[Saved data entries]
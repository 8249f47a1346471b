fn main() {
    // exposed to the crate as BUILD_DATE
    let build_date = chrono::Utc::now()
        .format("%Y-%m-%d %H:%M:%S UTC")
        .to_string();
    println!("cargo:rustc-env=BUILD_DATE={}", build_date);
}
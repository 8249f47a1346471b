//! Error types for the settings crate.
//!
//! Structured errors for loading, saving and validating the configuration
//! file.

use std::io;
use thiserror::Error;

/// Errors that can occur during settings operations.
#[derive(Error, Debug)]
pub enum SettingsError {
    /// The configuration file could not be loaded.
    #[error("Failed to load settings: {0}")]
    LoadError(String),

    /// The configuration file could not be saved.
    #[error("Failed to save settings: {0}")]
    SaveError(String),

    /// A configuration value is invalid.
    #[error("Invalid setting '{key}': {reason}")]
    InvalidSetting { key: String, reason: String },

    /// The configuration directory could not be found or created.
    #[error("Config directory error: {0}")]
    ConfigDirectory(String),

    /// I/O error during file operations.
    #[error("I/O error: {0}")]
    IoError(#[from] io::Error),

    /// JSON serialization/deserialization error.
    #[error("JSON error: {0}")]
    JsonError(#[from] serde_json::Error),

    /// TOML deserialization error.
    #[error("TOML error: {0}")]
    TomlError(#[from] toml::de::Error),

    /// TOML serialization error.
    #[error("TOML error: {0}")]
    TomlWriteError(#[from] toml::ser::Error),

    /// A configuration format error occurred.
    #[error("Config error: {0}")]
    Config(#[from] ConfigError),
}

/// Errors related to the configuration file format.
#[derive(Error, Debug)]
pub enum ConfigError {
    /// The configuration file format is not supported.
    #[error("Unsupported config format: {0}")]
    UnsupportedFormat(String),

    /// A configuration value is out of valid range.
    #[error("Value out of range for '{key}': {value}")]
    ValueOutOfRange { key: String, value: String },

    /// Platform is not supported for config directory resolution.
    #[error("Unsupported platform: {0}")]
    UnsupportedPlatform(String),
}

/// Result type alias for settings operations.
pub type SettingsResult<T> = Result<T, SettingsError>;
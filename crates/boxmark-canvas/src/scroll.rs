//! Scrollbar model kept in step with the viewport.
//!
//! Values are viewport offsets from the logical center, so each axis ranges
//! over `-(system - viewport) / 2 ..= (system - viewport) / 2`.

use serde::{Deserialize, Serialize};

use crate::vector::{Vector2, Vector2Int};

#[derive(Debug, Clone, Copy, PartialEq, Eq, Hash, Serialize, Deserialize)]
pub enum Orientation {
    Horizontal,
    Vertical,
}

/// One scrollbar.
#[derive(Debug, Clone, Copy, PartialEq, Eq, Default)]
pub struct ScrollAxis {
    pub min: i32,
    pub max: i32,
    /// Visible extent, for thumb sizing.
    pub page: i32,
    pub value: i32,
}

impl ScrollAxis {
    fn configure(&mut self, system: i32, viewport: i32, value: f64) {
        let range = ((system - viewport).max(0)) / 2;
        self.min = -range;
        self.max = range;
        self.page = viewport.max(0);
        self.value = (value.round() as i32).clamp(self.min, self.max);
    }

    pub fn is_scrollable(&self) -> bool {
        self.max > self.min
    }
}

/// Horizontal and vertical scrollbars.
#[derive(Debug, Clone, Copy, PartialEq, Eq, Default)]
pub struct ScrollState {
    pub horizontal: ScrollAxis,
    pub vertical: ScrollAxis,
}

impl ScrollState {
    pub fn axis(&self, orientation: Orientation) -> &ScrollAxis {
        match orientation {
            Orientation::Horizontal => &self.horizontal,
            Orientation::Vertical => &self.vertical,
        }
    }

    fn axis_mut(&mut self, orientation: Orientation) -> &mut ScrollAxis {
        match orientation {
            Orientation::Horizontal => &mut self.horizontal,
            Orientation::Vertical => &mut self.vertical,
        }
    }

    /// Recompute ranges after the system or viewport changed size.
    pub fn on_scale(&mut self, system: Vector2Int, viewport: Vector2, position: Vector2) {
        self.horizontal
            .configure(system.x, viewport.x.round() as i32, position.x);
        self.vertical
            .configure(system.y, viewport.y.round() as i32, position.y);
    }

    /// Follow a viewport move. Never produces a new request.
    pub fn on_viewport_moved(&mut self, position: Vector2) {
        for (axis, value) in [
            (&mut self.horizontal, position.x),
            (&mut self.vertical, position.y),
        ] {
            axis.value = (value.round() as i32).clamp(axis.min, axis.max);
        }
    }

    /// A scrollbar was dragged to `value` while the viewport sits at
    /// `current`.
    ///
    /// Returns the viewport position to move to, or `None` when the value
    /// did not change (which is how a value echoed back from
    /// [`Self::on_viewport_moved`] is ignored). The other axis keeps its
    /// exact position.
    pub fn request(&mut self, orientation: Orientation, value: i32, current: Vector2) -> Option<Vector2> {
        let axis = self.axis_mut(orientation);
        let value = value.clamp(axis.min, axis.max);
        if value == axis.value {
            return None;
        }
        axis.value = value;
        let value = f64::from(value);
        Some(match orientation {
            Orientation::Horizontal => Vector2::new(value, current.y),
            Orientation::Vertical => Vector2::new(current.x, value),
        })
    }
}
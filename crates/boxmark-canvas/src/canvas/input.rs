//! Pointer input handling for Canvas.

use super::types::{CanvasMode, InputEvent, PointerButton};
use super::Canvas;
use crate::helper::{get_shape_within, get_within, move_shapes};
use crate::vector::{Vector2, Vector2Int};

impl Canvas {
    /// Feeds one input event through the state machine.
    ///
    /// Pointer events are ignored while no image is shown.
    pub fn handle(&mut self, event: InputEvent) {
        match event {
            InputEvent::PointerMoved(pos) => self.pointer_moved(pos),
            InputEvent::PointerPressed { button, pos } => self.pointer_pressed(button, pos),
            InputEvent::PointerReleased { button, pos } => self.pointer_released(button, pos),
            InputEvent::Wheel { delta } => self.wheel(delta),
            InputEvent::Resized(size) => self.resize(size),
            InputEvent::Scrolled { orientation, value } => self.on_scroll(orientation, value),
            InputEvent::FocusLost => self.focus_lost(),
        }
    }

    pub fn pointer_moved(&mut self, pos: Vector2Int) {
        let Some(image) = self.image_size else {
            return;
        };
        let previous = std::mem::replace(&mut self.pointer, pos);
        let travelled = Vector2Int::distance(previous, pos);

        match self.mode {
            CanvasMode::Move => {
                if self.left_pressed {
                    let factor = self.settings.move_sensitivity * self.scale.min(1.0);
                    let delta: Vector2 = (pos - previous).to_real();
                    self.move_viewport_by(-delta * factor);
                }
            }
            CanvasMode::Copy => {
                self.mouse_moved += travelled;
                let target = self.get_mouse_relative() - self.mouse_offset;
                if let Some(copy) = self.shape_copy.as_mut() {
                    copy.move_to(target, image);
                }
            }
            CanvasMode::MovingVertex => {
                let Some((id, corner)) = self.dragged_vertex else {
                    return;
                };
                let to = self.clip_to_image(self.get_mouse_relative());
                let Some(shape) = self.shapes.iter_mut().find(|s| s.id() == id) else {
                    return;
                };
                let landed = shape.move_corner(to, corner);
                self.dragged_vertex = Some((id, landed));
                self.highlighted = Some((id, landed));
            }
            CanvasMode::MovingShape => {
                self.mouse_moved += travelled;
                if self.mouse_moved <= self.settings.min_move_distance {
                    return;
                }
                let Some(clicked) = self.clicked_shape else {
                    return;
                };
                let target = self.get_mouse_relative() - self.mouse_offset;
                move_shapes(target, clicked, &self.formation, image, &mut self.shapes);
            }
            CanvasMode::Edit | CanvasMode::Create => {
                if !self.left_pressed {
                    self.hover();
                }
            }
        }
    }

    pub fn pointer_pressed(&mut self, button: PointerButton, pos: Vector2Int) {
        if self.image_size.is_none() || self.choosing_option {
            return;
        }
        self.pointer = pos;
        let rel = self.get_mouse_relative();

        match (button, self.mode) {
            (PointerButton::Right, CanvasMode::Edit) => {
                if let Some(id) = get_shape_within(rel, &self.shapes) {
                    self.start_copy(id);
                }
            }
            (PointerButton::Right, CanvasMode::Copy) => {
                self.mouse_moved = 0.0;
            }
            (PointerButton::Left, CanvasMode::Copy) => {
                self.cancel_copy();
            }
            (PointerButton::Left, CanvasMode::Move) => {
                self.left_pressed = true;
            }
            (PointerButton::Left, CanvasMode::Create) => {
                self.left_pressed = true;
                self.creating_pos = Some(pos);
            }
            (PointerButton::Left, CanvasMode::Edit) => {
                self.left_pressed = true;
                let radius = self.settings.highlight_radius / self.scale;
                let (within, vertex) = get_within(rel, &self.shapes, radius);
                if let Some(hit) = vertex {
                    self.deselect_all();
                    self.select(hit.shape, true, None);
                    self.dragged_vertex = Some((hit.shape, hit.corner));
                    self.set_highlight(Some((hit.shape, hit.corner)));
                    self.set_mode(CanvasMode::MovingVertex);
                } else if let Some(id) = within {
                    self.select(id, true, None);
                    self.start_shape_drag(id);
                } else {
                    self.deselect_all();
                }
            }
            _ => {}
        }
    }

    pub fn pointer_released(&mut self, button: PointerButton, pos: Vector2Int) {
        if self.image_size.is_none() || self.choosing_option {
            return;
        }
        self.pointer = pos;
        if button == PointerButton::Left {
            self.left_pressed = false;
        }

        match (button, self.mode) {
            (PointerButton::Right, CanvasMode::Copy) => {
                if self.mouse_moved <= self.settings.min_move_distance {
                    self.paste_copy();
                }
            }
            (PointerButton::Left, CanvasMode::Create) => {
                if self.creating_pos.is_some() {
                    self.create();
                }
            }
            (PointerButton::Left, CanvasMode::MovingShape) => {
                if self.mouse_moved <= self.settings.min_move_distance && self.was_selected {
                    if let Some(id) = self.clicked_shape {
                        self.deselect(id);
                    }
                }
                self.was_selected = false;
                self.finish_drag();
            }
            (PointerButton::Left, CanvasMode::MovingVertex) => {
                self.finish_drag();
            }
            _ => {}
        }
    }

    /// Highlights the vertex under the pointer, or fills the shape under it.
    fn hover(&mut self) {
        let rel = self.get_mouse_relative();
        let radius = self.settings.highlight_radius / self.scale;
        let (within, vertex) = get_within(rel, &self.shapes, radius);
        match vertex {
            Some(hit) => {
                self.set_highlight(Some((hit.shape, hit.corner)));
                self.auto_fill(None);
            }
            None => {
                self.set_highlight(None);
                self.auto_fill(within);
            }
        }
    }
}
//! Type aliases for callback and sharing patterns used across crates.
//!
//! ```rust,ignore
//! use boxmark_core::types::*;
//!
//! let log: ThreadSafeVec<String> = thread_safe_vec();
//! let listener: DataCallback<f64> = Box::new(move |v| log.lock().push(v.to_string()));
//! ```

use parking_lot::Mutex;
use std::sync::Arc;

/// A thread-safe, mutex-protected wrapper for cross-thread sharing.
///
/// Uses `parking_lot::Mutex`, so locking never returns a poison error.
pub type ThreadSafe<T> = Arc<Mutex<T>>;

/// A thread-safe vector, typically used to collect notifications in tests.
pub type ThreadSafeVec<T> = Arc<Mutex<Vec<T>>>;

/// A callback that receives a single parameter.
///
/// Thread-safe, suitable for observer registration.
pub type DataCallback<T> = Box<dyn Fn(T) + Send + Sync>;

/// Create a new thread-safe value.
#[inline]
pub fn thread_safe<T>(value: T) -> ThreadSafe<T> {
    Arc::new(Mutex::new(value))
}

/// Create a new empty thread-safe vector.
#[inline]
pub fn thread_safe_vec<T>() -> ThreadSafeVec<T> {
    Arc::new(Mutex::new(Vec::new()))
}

• TASK ITEM: Whenever a line in the records above contains the string "Failed", copy that line.

• RESULT OF THE TASK:
    #[error("Failed to load settings: {0}")]
    #[error("Failed to save settings: {0}")]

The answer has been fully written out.